In the records below, the lines from the one with "let mut cut = max_len;" through the last are to be printed exactly, and nothing else.
»»
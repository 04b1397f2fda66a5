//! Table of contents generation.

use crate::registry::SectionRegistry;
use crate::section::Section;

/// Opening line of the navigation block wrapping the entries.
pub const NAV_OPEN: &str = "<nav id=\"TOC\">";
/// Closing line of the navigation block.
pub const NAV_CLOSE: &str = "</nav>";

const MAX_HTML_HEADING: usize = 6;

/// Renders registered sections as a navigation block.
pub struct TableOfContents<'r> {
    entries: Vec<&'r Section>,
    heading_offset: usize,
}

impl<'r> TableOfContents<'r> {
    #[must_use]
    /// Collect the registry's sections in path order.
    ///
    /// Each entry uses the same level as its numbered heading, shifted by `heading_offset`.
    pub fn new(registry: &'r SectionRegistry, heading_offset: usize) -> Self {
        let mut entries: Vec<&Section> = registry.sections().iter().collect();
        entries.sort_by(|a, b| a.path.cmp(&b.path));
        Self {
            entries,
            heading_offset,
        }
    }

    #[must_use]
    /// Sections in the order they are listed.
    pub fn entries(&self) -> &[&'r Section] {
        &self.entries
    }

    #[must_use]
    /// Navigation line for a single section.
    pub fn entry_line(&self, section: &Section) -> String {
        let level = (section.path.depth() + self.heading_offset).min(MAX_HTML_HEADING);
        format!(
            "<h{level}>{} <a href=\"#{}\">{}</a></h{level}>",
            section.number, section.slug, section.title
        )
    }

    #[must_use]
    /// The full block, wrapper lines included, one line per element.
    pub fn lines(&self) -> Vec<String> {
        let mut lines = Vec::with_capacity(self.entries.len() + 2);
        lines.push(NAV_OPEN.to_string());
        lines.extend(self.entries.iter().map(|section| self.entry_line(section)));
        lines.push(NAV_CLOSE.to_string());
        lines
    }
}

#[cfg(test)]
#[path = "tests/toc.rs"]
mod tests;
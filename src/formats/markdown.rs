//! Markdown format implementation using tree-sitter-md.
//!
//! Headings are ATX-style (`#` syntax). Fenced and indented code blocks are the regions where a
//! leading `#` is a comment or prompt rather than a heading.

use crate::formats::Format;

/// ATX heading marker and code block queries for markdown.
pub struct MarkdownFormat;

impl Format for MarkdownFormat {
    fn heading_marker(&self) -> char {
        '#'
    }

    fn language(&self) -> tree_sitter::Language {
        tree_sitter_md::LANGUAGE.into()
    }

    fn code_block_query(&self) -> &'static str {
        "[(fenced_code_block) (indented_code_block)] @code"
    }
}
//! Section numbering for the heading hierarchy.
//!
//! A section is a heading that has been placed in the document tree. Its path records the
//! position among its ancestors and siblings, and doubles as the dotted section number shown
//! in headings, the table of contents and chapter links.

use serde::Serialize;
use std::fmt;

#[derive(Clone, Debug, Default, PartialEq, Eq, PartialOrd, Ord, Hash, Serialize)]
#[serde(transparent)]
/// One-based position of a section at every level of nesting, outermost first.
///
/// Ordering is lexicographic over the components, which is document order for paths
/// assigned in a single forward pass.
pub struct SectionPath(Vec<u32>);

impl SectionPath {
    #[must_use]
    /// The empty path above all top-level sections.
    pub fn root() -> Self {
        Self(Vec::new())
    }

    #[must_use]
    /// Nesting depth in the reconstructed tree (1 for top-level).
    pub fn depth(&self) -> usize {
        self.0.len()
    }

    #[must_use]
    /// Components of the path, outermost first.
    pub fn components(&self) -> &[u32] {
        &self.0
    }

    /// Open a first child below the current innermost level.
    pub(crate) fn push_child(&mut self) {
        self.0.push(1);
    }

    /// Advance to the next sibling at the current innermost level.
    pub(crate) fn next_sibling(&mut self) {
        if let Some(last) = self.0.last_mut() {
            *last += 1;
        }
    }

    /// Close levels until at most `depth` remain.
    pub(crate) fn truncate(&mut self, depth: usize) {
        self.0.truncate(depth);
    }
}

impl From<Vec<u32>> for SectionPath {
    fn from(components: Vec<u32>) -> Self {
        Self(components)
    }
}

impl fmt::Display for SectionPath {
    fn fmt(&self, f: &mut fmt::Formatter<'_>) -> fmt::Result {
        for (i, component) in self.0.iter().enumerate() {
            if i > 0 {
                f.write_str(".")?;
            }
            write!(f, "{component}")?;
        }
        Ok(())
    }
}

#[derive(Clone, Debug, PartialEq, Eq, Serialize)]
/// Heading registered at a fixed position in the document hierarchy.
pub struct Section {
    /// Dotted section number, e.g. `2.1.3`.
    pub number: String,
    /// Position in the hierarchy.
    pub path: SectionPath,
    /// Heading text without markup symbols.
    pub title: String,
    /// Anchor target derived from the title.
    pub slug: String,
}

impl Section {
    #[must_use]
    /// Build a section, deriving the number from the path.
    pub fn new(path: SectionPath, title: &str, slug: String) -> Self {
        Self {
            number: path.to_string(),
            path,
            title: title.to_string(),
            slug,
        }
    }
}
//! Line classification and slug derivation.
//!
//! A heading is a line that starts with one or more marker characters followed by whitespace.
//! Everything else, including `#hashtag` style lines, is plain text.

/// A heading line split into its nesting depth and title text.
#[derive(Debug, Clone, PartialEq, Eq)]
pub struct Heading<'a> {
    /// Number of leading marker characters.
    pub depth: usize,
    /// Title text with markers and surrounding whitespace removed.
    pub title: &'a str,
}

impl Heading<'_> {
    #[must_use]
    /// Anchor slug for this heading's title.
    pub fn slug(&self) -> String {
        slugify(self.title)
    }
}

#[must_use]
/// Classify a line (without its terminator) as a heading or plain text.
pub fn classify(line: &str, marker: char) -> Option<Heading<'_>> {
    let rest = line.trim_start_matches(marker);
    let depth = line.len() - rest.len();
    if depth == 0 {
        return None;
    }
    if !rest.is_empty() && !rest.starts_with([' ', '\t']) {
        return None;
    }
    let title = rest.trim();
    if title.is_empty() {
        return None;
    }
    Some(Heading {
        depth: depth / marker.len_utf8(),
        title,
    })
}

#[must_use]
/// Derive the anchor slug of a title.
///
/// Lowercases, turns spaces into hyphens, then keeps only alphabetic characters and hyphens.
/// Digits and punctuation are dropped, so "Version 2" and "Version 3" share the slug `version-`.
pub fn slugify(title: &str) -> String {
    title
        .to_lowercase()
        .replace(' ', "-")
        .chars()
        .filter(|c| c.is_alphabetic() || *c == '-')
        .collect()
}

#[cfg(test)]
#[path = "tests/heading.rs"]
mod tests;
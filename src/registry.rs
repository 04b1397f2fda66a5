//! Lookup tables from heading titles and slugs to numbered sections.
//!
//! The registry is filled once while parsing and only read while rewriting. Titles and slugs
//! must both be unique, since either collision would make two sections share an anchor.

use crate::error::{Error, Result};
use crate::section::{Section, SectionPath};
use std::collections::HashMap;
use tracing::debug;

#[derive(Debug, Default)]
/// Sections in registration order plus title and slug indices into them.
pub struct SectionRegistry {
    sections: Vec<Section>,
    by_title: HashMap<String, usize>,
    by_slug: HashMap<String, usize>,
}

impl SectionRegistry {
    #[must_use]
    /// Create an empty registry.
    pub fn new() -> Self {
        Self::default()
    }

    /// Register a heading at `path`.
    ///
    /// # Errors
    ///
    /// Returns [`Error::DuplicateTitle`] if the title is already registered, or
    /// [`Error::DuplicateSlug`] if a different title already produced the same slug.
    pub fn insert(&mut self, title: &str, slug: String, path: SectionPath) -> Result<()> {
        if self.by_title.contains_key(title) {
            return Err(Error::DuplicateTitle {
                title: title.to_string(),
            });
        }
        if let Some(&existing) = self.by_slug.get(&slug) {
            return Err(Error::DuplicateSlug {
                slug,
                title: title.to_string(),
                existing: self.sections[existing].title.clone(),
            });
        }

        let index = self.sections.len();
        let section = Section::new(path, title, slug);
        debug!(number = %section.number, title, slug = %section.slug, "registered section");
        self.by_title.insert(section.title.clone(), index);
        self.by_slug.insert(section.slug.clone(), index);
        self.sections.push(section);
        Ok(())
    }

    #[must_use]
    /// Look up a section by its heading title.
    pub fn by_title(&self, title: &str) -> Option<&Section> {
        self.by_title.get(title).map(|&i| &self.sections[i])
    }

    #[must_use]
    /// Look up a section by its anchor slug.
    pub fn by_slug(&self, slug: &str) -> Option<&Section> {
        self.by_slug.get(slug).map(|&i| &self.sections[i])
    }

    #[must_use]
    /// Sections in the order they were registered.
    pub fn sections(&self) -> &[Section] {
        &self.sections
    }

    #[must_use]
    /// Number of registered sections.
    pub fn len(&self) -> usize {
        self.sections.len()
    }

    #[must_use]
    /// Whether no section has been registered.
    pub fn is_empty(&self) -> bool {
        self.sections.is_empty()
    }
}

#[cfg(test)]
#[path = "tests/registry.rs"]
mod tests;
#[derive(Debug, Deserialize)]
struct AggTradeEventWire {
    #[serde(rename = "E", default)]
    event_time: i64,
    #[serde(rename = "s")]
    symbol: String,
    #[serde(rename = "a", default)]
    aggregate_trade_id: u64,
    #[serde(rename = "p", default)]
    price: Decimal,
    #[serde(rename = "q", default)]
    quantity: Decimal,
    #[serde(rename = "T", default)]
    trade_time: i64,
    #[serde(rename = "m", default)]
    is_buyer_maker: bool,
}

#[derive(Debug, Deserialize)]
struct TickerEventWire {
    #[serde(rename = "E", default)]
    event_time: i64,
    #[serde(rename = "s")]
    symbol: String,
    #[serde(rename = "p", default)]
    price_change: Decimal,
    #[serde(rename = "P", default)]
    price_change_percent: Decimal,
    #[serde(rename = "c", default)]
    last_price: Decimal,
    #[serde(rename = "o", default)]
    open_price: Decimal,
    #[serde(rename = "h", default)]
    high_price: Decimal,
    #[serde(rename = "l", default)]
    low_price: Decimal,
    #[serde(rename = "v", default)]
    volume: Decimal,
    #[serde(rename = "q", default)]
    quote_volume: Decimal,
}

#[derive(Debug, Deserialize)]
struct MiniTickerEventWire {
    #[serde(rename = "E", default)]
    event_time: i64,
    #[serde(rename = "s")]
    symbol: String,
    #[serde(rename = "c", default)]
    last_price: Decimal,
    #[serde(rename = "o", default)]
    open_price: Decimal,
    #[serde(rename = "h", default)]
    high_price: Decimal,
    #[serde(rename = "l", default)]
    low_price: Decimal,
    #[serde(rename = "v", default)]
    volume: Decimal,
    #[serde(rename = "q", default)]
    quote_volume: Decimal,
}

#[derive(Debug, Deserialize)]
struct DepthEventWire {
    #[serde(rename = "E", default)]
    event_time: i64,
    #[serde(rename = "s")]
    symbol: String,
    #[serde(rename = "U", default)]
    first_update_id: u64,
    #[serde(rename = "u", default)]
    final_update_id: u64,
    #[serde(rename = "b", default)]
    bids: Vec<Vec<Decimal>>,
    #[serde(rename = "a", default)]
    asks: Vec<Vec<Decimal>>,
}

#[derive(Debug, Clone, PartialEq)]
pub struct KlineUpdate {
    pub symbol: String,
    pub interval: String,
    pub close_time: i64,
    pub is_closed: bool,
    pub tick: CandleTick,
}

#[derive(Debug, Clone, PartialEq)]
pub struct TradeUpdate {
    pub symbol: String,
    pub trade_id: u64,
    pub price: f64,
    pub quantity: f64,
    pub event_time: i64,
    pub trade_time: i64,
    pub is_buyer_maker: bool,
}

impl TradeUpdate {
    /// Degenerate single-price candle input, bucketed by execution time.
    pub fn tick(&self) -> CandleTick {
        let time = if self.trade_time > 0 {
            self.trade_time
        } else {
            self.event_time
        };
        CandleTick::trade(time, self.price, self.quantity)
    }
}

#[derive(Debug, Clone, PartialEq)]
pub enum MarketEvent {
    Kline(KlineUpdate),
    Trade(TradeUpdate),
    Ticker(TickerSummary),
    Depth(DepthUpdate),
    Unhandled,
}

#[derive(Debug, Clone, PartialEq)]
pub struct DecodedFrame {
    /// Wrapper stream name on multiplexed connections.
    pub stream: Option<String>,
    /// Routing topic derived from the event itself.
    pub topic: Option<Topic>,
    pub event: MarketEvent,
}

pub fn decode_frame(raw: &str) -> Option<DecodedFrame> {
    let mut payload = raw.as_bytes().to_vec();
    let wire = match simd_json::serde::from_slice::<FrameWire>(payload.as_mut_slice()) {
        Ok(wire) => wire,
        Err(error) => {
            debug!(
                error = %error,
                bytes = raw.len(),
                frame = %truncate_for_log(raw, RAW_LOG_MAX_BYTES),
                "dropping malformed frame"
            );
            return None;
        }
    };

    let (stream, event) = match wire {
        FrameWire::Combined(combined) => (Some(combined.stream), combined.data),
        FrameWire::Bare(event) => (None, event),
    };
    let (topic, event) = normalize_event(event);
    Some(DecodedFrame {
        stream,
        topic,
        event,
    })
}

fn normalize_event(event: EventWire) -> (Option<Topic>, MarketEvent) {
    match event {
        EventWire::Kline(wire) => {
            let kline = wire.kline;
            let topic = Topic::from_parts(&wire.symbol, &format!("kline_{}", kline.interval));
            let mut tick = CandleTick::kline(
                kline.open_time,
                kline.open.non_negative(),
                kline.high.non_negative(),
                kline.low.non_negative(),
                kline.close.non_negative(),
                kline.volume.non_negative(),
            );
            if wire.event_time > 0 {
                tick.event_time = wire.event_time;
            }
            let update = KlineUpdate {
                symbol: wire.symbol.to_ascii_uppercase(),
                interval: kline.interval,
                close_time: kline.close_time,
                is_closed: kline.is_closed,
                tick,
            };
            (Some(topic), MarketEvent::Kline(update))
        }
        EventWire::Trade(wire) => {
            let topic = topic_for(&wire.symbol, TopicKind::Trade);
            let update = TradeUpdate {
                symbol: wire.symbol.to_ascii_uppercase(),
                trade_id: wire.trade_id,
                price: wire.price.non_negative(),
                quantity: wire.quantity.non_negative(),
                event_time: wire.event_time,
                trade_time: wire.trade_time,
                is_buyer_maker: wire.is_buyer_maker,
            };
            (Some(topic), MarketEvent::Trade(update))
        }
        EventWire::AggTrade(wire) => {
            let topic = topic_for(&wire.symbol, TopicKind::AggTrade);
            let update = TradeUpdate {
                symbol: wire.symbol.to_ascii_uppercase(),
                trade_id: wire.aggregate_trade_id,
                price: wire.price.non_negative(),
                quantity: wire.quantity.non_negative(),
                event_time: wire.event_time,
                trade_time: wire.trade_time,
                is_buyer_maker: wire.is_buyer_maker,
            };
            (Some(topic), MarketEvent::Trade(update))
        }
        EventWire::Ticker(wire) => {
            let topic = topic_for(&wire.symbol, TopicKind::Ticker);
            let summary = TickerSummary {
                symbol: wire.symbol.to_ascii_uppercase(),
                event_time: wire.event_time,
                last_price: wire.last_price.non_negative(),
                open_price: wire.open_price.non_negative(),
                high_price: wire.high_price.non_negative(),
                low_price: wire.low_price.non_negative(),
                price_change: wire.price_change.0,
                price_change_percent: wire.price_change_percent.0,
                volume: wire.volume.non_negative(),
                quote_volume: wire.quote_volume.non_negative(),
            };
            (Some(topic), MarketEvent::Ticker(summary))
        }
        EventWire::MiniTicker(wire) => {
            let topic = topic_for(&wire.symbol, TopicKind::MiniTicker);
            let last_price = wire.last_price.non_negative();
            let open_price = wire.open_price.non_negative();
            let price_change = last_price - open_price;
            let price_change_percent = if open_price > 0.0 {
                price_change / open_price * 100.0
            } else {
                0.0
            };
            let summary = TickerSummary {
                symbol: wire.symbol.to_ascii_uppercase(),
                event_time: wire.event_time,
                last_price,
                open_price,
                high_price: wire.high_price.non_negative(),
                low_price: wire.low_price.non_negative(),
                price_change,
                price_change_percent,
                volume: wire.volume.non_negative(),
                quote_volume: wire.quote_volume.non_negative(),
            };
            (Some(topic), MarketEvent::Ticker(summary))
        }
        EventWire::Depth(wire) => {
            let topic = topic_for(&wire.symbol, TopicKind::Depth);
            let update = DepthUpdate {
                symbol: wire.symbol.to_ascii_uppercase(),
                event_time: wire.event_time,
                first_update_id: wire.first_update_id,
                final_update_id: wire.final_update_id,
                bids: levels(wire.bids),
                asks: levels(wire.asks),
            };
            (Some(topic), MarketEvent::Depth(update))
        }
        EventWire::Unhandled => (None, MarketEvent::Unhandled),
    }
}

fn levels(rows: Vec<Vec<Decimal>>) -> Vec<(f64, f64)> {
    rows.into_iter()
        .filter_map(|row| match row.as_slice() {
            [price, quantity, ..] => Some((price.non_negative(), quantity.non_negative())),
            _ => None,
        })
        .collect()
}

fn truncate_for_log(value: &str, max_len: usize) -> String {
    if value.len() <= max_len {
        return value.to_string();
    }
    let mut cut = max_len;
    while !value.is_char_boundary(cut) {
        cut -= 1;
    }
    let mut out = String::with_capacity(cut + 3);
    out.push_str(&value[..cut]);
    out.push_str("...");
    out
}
««
§ Solution for this task
    let mut cut = max_len;
    while !value.is_char_boundary(cut) {
        cut -= 1;
    }
    let mut out = String::with_capacity(cut + 3);
    out.push_str(&value[..cut]);
    out.push_str("...");
    out
}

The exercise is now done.